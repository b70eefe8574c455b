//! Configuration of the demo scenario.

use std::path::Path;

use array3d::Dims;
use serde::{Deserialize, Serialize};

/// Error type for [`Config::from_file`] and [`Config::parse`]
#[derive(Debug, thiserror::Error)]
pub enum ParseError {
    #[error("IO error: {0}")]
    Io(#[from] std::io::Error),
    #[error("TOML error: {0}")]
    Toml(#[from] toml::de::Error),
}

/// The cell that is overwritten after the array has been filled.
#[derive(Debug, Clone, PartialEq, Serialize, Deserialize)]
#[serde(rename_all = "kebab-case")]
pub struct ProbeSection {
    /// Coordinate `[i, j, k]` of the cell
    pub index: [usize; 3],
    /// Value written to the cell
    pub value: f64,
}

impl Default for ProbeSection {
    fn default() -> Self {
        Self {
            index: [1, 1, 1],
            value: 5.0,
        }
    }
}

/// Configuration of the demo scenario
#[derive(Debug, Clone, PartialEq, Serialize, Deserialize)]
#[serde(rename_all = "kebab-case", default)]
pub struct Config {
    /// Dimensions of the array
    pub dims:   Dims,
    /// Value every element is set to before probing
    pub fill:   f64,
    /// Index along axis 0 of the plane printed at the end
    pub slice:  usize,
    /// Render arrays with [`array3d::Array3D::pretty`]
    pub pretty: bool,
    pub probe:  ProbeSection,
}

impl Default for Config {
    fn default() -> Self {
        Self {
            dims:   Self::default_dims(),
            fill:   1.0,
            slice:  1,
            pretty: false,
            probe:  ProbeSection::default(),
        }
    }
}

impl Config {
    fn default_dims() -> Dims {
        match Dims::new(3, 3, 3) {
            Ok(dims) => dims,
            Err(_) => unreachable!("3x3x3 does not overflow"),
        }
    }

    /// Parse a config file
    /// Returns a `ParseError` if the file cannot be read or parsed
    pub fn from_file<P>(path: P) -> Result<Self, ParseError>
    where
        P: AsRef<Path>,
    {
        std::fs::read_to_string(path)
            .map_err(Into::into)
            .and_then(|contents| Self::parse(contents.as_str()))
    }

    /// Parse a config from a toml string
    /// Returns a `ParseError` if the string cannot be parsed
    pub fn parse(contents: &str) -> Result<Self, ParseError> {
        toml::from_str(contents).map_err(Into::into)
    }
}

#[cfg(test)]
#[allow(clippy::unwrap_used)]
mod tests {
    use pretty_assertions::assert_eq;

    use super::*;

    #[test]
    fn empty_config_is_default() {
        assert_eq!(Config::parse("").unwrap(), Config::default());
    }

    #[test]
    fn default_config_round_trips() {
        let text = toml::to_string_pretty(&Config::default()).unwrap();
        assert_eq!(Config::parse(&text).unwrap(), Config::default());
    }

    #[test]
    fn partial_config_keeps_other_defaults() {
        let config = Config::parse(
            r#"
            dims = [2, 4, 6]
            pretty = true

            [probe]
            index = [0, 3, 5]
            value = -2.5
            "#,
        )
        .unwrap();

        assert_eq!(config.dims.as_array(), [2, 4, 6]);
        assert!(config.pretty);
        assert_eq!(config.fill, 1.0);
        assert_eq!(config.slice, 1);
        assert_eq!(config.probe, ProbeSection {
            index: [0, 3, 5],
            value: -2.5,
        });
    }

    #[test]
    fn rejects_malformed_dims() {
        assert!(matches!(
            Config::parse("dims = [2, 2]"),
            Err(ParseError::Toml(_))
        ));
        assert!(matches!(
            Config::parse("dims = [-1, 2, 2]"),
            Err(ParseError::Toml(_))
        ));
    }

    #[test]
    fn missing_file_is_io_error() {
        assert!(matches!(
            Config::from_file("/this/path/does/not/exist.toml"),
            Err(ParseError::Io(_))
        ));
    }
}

********************

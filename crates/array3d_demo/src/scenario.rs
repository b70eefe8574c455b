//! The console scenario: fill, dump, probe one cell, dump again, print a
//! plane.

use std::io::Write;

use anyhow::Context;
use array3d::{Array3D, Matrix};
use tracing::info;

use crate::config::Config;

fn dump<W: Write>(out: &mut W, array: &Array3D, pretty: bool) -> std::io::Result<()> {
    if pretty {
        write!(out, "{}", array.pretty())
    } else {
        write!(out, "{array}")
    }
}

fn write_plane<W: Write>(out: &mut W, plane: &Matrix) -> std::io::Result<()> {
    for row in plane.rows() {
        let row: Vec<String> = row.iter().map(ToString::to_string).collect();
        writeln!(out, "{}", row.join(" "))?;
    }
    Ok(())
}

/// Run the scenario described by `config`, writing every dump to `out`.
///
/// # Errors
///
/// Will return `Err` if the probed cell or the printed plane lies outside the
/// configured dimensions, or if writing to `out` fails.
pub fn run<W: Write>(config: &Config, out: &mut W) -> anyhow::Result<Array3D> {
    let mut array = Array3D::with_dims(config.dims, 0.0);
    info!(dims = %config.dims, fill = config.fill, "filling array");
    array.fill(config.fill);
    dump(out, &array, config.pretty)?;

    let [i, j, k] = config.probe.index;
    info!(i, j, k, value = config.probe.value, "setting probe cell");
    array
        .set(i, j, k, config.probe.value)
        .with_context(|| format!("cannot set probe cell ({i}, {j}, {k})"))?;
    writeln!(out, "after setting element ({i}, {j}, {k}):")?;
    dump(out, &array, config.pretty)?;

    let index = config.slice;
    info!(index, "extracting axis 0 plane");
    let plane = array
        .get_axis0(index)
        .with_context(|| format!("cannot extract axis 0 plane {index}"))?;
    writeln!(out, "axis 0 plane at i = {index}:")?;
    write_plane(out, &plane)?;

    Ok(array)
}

********************

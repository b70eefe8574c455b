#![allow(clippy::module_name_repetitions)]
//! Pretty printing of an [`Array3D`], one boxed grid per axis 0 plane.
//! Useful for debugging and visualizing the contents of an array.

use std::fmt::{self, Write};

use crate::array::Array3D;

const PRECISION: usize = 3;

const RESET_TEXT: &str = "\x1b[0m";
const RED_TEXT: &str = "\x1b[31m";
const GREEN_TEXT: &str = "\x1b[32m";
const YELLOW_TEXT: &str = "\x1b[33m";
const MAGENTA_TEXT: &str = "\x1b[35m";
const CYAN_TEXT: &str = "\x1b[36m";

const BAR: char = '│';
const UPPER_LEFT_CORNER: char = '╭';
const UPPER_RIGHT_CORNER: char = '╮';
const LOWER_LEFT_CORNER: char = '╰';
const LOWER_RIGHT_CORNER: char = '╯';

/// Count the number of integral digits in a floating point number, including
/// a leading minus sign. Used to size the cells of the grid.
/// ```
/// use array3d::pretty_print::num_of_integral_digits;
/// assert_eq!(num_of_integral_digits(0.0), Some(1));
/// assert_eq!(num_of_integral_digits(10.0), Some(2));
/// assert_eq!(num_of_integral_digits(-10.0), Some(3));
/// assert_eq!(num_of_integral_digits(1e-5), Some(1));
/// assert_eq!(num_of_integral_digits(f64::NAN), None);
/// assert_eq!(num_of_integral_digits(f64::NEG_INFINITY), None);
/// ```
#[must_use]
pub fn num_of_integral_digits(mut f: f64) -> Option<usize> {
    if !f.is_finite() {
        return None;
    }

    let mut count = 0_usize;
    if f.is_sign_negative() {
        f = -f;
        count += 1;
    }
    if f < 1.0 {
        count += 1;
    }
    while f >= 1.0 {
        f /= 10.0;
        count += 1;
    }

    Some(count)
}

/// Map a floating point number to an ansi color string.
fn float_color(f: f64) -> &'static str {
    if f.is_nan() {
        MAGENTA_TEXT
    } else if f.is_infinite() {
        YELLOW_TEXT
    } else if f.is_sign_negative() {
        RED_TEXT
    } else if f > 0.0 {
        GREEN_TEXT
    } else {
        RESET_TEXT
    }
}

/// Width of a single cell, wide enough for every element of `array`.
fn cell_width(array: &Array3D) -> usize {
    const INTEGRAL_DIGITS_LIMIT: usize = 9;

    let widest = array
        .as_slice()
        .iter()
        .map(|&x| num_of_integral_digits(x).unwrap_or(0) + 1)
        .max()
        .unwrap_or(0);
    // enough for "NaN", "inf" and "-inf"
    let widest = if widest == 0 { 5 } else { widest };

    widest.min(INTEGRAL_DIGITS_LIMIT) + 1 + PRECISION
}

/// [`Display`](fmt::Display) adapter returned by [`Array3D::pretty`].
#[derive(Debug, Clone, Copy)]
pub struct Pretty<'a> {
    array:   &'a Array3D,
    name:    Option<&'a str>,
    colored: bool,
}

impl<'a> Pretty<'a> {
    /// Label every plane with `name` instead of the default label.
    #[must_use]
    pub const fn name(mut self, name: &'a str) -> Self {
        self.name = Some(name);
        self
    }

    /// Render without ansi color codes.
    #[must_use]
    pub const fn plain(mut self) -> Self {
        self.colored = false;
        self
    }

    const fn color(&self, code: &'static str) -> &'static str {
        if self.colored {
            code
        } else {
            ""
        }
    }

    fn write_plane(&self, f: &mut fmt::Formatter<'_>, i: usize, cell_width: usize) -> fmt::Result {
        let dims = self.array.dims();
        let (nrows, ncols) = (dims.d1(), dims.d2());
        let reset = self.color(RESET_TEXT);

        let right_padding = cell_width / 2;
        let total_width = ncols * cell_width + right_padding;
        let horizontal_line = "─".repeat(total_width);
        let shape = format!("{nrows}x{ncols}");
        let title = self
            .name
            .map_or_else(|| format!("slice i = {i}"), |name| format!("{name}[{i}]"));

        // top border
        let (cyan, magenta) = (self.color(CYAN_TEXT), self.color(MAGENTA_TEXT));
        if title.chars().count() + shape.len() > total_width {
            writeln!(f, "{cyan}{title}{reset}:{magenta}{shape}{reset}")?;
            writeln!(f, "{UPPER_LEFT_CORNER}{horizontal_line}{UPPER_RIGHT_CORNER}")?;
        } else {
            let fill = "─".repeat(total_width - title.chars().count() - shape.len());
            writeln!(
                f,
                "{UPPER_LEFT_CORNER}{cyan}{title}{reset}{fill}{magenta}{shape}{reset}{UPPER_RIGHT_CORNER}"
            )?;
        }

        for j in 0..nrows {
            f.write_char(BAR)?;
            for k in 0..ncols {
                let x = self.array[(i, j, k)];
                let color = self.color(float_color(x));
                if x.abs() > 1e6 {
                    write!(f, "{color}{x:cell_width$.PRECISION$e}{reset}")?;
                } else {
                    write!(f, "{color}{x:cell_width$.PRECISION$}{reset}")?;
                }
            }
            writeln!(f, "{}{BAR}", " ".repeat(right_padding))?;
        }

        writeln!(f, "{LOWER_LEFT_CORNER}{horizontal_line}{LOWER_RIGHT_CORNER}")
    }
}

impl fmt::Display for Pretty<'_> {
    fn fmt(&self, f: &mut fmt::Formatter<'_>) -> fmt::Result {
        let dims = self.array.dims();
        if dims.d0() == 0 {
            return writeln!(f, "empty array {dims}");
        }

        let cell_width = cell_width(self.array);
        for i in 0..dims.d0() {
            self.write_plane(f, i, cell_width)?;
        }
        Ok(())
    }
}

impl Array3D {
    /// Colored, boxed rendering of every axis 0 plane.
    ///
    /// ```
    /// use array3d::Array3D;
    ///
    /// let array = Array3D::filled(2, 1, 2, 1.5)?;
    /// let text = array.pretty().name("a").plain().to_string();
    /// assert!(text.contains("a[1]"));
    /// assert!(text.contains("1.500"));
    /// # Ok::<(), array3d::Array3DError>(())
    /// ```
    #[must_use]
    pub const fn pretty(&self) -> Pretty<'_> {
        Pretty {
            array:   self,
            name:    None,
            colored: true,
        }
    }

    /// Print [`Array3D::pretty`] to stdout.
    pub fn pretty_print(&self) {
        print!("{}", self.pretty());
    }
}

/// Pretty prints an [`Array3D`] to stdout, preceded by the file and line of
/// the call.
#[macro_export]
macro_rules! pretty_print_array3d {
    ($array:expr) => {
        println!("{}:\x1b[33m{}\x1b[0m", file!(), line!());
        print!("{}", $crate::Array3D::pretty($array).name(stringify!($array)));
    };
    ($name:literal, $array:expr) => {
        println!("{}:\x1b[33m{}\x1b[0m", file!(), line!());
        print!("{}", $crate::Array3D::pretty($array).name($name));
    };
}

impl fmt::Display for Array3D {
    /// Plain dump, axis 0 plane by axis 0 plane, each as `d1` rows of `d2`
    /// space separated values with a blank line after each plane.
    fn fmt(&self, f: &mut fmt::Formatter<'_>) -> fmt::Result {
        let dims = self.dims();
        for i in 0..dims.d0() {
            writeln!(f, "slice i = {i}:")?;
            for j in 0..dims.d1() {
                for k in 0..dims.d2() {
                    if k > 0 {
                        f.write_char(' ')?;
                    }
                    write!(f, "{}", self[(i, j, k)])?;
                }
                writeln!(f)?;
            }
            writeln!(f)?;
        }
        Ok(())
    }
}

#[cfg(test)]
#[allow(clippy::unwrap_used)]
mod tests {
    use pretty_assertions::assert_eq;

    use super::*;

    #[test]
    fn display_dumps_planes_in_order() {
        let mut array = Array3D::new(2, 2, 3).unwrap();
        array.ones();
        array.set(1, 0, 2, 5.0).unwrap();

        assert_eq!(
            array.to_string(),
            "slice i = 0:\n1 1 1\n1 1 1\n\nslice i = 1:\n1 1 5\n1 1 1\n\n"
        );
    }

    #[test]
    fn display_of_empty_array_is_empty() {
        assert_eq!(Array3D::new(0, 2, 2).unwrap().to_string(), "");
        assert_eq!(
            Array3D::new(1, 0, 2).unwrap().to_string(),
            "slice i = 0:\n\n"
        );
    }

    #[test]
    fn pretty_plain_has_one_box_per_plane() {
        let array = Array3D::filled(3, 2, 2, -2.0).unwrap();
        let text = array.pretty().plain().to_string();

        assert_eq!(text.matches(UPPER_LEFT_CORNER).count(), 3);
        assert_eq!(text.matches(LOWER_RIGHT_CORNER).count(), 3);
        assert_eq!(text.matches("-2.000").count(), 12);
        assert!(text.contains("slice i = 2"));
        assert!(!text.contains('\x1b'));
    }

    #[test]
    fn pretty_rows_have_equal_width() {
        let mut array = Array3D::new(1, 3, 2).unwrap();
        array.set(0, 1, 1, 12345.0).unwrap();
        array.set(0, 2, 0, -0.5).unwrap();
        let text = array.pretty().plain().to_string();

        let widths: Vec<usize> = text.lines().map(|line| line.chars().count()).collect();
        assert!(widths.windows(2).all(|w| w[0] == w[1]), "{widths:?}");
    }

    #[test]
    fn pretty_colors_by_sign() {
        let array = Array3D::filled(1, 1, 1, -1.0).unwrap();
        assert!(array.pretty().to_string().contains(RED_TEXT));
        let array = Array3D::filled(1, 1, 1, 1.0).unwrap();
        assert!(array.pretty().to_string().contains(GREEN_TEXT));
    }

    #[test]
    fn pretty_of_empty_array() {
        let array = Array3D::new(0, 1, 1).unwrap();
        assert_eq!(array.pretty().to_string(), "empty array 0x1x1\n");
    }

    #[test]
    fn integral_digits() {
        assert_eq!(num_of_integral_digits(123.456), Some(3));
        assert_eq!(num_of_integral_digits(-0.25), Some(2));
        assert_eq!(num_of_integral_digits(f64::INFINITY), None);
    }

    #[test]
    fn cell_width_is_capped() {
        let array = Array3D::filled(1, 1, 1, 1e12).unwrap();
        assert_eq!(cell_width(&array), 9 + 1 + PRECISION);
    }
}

********************

## Task details
Within the entries above, find each line where "Matrix" appears; copy every one.

## Answer to this problem
use array3d::{Array3D, Matrix};
fn write_plane<W: Write>(out: &mut W, plane: &Matrix) -> std::io::Result<()> {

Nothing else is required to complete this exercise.